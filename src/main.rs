//! PrivacyGuard: privacy-preserving query gateway.
//!
//! One-shot CLI over the gateway core. Results are printed as JSON on
//! stdout; logs go to stderr through the sanitizing writer.

use std::sync::Arc;

use anyhow::{anyhow, bail, Context, Result};
use tracing_subscriber::{layer::SubscriberExt, util::SubscriberInitExt, EnvFilter};

use privacyguard::adapters::sanitize::SanitizingMakeWriter;
use privacyguard::adapters::SqliteEvaluator;
use privacyguard::application::{QueryGateway, ReceiptLedger};
use privacyguard::domain::Policy;

fn usage() -> String {
    [
        "Usage: privacyguard <command> [args]",
        "",
        "Commands:",
        "  analyze <sql>              risk-analyze a query (no execution)",
        "  execute <sql>              execute under policy, accepting rewrites",
        "  execute --reject <sql>     execute only if no rewrite is required",
        "  rewrite <sql>              lattice search for the minimal-loss safe rewrite",
        "  verify <receipt.json>      verify a previously issued receipt",
        "  import <data.csv>          load patient records into the store",
        "",
        "Environment:",
        "  PG_DB_PATH                 store location (default privacyguard.db)",
        "  PG_SIGNING_SEED            receipt signing seed",
        "  PG_K_MIN, PG_L_MIN, PG_DROP_PREDICATE   policy overrides",
    ]
    .join("\n")
}

fn init_logging() -> tracing_appender::non_blocking::WorkerGuard {
    // Logs go to stderr so stdout stays machine-readable.
    let (writer, guard) = tracing_appender::non_blocking(std::io::stderr());

    tracing_subscriber::registry()
        .with(EnvFilter::try_from_default_env().unwrap_or_else(|_| EnvFilter::new("info")))
        .with(
            tracing_subscriber::fmt::layer()
                .with_writer(SanitizingMakeWriter::new(writer)),
        )
        .init();

    guard
}

fn open_gateway() -> Result<QueryGateway<SqliteEvaluator>> {
    let db_path =
        std::env::var("PG_DB_PATH").unwrap_or_else(|_| "privacyguard.db".to_string());
    let store = SqliteEvaluator::new(&db_path)
        .with_context(|| format!("Failed to open store at {db_path}"))?;
    Ok(QueryGateway::new(Arc::new(store), ReceiptLedger::from_env()))
}

fn print_json<T: serde::Serialize>(value: &T) -> Result<()> {
    println!("{}", serde_json::to_string_pretty(value)?);
    Ok(())
}

fn main() -> Result<()> {
    let _guard = init_logging();

    let mut args = std::env::args().skip(1);
    let command = args.next().ok_or_else(|| anyhow!(usage()))?;

    match command.as_str() {
        "analyze" => {
            let sql = args.next().ok_or_else(|| anyhow!(usage()))?;
            let gateway = open_gateway()?;
            print_json(&gateway.analyze(&sql, &Policy::from_env_or_default()))?;
        }
        "execute" => {
            let mut accept_rewrite = true;
            let mut sql = args.next().ok_or_else(|| anyhow!(usage()))?;
            if sql == "--reject" {
                accept_rewrite = false;
                sql = args.next().ok_or_else(|| anyhow!(usage()))?;
            }
            let gateway = open_gateway()?;
            let outcome = gateway.execute(&sql, accept_rewrite, &Policy::from_env_or_default())?;
            print_json(&outcome)?;
        }
        "rewrite" => {
            let sql = args.next().ok_or_else(|| anyhow!(usage()))?;
            let gateway = open_gateway()?;
            let candidate = gateway.search_rewrite(&sql, &Policy::from_env_or_default());
            print_json(&serde_json::json!({
                "rewritten_sql": candidate.rewritten_sql,
                "applied_rules": candidate.applied_rules,
                "information_loss": candidate.information_loss,
                "safe": candidate.safe,
                "analysis": candidate.analysis,
            }))?;
        }
        "verify" => {
            let path = args.next().ok_or_else(|| anyhow!(usage()))?;
            let text = std::fs::read_to_string(&path)
                .with_context(|| format!("Failed to read {path}"))?;
            let receipt: serde_json::Value =
                serde_json::from_str(&text).context("Receipt is not valid JSON")?;
            let gateway = open_gateway()?;
            print_json(&gateway.verify(&receipt))?;
        }
        "import" => {
            let path = args.next().ok_or_else(|| anyhow!(usage()))?;
            let db_path =
                std::env::var("PG_DB_PATH").unwrap_or_else(|_| "privacyguard.db".to_string());
            let store = SqliteEvaluator::new(&db_path)
                .with_context(|| format!("Failed to open store at {db_path}"))?;
            let inserted = store.import_csv_file(&path)?;
            print_json(&serde_json::json!({
                "status": "ok",
                "inserted": inserted,
                "total": store.total_records()?,
            }))?;
        }
        "-h" | "--help" => println!("{}", usage()),
        other => bail!("Unknown command: {other}\n\n{}", usage()),
    }

    Ok(())
}
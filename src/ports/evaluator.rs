//! Query-evaluation port: the capability the gateway requires of a store.
//!
//! All three operations are read-only and deterministic with respect to
//! the database state. Implementations must bind literal values as
//! parameters, never interpolate them into SQL text.

use crate::domain::ParsedQuery;
use crate::domain::AggregateValue;

/// Errors surfaced by a store implementation.
#[derive(Debug, Clone, thiserror::Error)]
pub enum EvaluatorError {
    /// A referenced column is not in the schema allowlist. Raised before
    /// any SQL is formed.
    #[error("Unknown column: {0}")]
    UnknownColumn(String),

    /// Transport-level failure: connection lost, database missing, table
    /// not yet created.
    #[error("Store unavailable: {0}")]
    Unavailable(String),
}

/// Read-only evaluation of parsed aggregate queries.
pub trait QueryEvaluator: Send + Sync {
    /// Number of rows matching the query's filters.
    ///
    /// # Errors
    /// Returns [`EvaluatorError::Unavailable`] on transport failure.
    fn count(&self, pq: &ParsedQuery) -> Result<i64, EvaluatorError>;

    /// Distinct non-null values of `column` within the cohort.
    ///
    /// # Errors
    /// Returns [`EvaluatorError::UnknownColumn`] if `column` is not
    /// allowlisted, [`EvaluatorError::Unavailable`] on transport failure.
    fn distinct_count(&self, pq: &ParsedQuery, column: &str) -> Result<i64, EvaluatorError>;

    /// Apply the query's aggregate over the cohort.
    ///
    /// Returns `None` when the cohort is empty and the aggregate is not
    /// COUNT (SQL NULL semantics).
    ///
    /// # Errors
    /// Returns [`EvaluatorError::Unavailable`] on transport failure.
    fn aggregate(&self, pq: &ParsedQuery) -> Result<Option<AggregateValue>, EvaluatorError>;
}
//! Receipt ledger: issue and verify tamper-evident query receipts.
//!
//! Every executed query yields a receipt: the canonical JSON payload is
//! hashed with SHA-256, the 32 raw digest bytes are signed with Ed25519,
//! and the hash of the previous receipt is embedded so receipts from one
//! process form a linear chain.
//!
//! The signing key is derived as `SHA-256(PG_SIGNING_SEED)`; this keeps
//! receipts reproducible across components sharing the seed. The default
//! seed is for demos only.
//!
//! # Mutex Behavior
//!
//! The chain head is protected by `Mutex` and held across the whole
//! construct-hash-sign-advance sequence so concurrent issues serialize
//! into a linear chain. A poisoned mutex causes a panic (fail fast).

use std::sync::Mutex;

use base64::engine::general_purpose::STANDARD;
use base64::Engine;
use chrono::{SecondsFormat, Utc};
use ed25519_dalek::{Signature, Signer, SigningKey, Verifier, VerifyingKey};
use serde::Serialize;
use serde_json::Value;
use sha2::{Digest, Sha256};
use zeroize::Zeroizing;

use crate::domain::receipt::{
    canonical_sha256, to_hex, Receipt, ReceiptExecution, ReceiptPolicy, ReceiptQuery,
    ReceiptRewrite, ReceiptSignature, RiskAssessment, RECEIPT_VERSION, SIGNATURE_ALGO,
};
use crate::domain::{Analysis, Policy, ReceiptDecision, ResultSummary};

const SIGNING_SEED_ENV: &str = "PG_SIGNING_SEED";
const DEFAULT_SIGNING_SEED: &str = "demo-only-change-me";

/// Identifier published alongside every signature.
pub const PUBLIC_KEY_ID: &str = "demo_key_01";

/// Error type for receipt issuance.
#[derive(Debug, thiserror::Error)]
pub enum ReceiptError {
    #[error("Serialization error: {0}")]
    Serialization(#[from] serde_json::Error),
}

/// Everything the ledger needs to issue one receipt.
#[derive(Debug)]
pub struct IssueRequest<'a> {
    pub raw_sql: &'a str,
    pub rewritten_sql: Option<&'a str>,
    pub decision: ReceiptDecision,
    /// Post-rewrite analysis: the privacy posture of what actually ran.
    pub analysis: &'a Analysis,
    pub applied_rules: &'a [String],
    pub result_summary: Option<ResultSummary>,
    pub policy: &'a Policy,
}

/// Outcome of verifying a receipt. Never an error: failures are reported
/// through `valid` and `reason`.
#[derive(Debug, Clone, PartialEq, Eq, Serialize)]
pub struct VerifyOutcome {
    pub valid: bool,
    pub reason: String,
    #[serde(skip_serializing_if = "Option::is_none")]
    pub recomputed: Option<String>,
}

impl VerifyOutcome {
    fn invalid(reason: impl Into<String>) -> Self {
        Self {
            valid: false,
            reason: reason.into(),
            recomputed: None,
        }
    }
}

/// Issues and verifies receipts; owns the signing key and the chain head.
pub struct ReceiptLedger {
    signing_key: SigningKey,
    public_key_id: String,
    prev_hash: Mutex<Option<String>>,
}

impl ReceiptLedger {
    /// Build a ledger from `PG_SIGNING_SEED`, falling back to the demo
    /// seed when unset.
    #[must_use]
    pub fn from_env() -> Self {
        let seed = Zeroizing::new(
            std::env::var(SIGNING_SEED_ENV).unwrap_or_else(|_| DEFAULT_SIGNING_SEED.to_string()),
        );
        Self::from_seed(&seed)
    }

    /// Derive the Ed25519 signing key from `SHA-256(seed)`.
    #[must_use]
    pub fn from_seed(seed: &str) -> Self {
        let digest: [u8; 32] = Sha256::digest(seed.as_bytes()).into();
        Self {
            signing_key: SigningKey::from_bytes(&digest),
            public_key_id: PUBLIC_KEY_ID.to_string(),
            prev_hash: Mutex::new(None),
        }
    }

    /// The verifying half of the ledger's key.
    #[must_use]
    pub fn verifying_key(&self) -> VerifyingKey {
        self.signing_key.verifying_key()
    }

    /// Current chain head (`sha256:<hex>`), if any receipt was issued.
    #[must_use]
    pub fn chain_head(&self) -> Option<String> {
        self.prev_hash.lock().expect("Lock failed").clone()
    }

    /// Reinject a persisted chain tail so a restarted process continues
    /// the chain instead of starting a new one.
    pub fn set_chain_head(&self, head: Option<String>) {
        *self.prev_hash.lock().expect("Lock failed") = head;
    }

    /// Issue a signed receipt and advance the chain head.
    ///
    /// # Errors
    /// Returns error if the payload cannot be serialized; the chain head
    /// is not advanced in that case.
    pub fn issue(&self, request: &IssueRequest<'_>) -> Result<Receipt, ReceiptError> {
        let mut prev = self.prev_hash.lock().expect("Lock failed");

        let mut receipt = Receipt {
            receipt_version: RECEIPT_VERSION.to_string(),
            timestamp_utc: Utc::now().to_rfc3339_opts(SecondsFormat::Micros, true),
            prev_receipt_hash: prev.clone(),
            query: ReceiptQuery {
                raw_sql: request.raw_sql.to_string(),
                rewritten_sql: request.rewritten_sql.map(str::to_string),
            },
            policy: ReceiptPolicy::from(request.policy),
            risk_assessment: RiskAssessment::from(request.analysis),
            rewrite: ReceiptRewrite {
                decision: request.decision,
                applied_rules: request.applied_rules.to_vec(),
            },
            execution: ReceiptExecution {
                result_summary: request.result_summary.clone(),
            },
            signature: ReceiptSignature {
                algo: SIGNATURE_ALGO.to_string(),
                public_key_id: self.public_key_id.clone(),
                sig: None,
            },
            receipt_hash: None,
        };

        // With `sig` and `receipt_hash` unset, the serialized form is
        // exactly the hashed payload.
        let payload = receipt.to_value()?;
        let digest = canonical_sha256(&payload);
        let signature = self.signing_key.sign(&digest);

        let hash_text = format!("sha256:{}", to_hex(&digest));
        receipt.receipt_hash = Some(hash_text.clone());
        receipt.signature.sig = Some(format!("base64:{}", STANDARD.encode(signature.to_bytes())));

        *prev = Some(hash_text);
        tracing::info!(
            "Issued receipt {} ({})",
            receipt.receipt_hash.as_deref().unwrap_or_default(),
            receipt.rewrite.applied_rules.join(",")
        );

        Ok(receipt)
    }

    /// Verify a receipt in JSON form: recompute the canonical hash with
    /// `receipt_hash` and `signature.sig` stripped, then check the Ed25519
    /// signature over the recomputed digest.
    #[must_use]
    pub fn verify(&self, receipt: &Value) -> VerifyOutcome {
        let sig_text = receipt
            .get("signature")
            .and_then(|s| s.get("sig"))
            .and_then(Value::as_str)
            .unwrap_or_default();
        let Some(sig_b64) = sig_text.strip_prefix("base64:") else {
            return VerifyOutcome::invalid("Missing signature");
        };
        let sig_bytes = match STANDARD.decode(sig_b64) {
            Ok(bytes) => bytes,
            Err(_) => return VerifyOutcome::invalid("Verification error: invalid base64"),
        };

        let claimed = receipt
            .get("receipt_hash")
            .and_then(Value::as_str)
            .unwrap_or_default();
        if !claimed.starts_with("sha256:") {
            return VerifyOutcome::invalid("Missing receipt_hash");
        }

        let mut stripped = receipt.clone();
        if let Some(obj) = stripped.as_object_mut() {
            obj.remove("receipt_hash");
            if let Some(signature) = obj.get_mut("signature").and_then(Value::as_object_mut) {
                signature.remove("sig");
            }
        }

        let digest = canonical_sha256(&stripped);
        let recomputed = format!("sha256:{}", to_hex(&digest));
        if recomputed != claimed {
            return VerifyOutcome {
                valid: false,
                reason: "Hash mismatch".to_string(),
                recomputed: Some(recomputed),
            };
        }

        let signature = match Signature::from_slice(&sig_bytes) {
            Ok(signature) => signature,
            Err(_) => return VerifyOutcome::invalid("Verification error: malformed signature"),
        };
        match self.verifying_key().verify(&digest, &signature) {
            Ok(()) => VerifyOutcome {
                valid: true,
                reason: "OK".to_string(),
                recomputed: None,
            },
            Err(_) => VerifyOutcome::invalid("Verification error: signature check failed"),
        }
    }
}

_____

• [Problem]: What are the lines, exactly as written above, from the line with "into SQL text." to the line with "JSON payload is", both included? Output only those.

• [Response area]:
//! parameters, never interpolate them into SQL text.

use crate::domain::ParsedQuery;
use crate::domain::AggregateValue;

/// Errors surfaced by a store implementation.
#[derive(Debug, Clone, thiserror::Error)]
pub enum EvaluatorError {
    /// A referenced column is not in the schema allowlist. Raised before
    /// any SQL is formed.
    #[error("Unknown column: {0}")]
    UnknownColumn(String),

    /// Transport-level failure: connection lost, database missing, table
    /// not yet created.
    #[error("Store unavailable: {0}")]
    Unavailable(String),
}

/// Read-only evaluation of parsed aggregate queries.
pub trait QueryEvaluator: Send + Sync {
    /// Number of rows matching the query's filters.
    ///
    /// # Errors
    /// Returns [`EvaluatorError::Unavailable`] on transport failure.
    fn count(&self, pq: &ParsedQuery) -> Result<i64, EvaluatorError>;

    /// Distinct non-null values of `column` within the cohort.
    ///
    /// # Errors
    /// Returns [`EvaluatorError::UnknownColumn`] if `column` is not
    /// allowlisted, [`EvaluatorError::Unavailable`] on transport failure.
    fn distinct_count(&self, pq: &ParsedQuery, column: &str) -> Result<i64, EvaluatorError>;

    /// Apply the query's aggregate over the cohort.
    ///
    /// Returns `None` when the cohort is empty and the aggregate is not
    /// COUNT (SQL NULL semantics).
    ///
    /// # Errors
    /// Returns [`EvaluatorError::Unavailable`] on transport failure.
    fn aggregate(&self, pq: &ParsedQuery) -> Result<Option<AggregateValue>, EvaluatorError>;
}
//! Receipt ledger: issue and verify tamper-evident query receipts.
//!
//! Every executed query yields a receipt: the canonical JSON payload is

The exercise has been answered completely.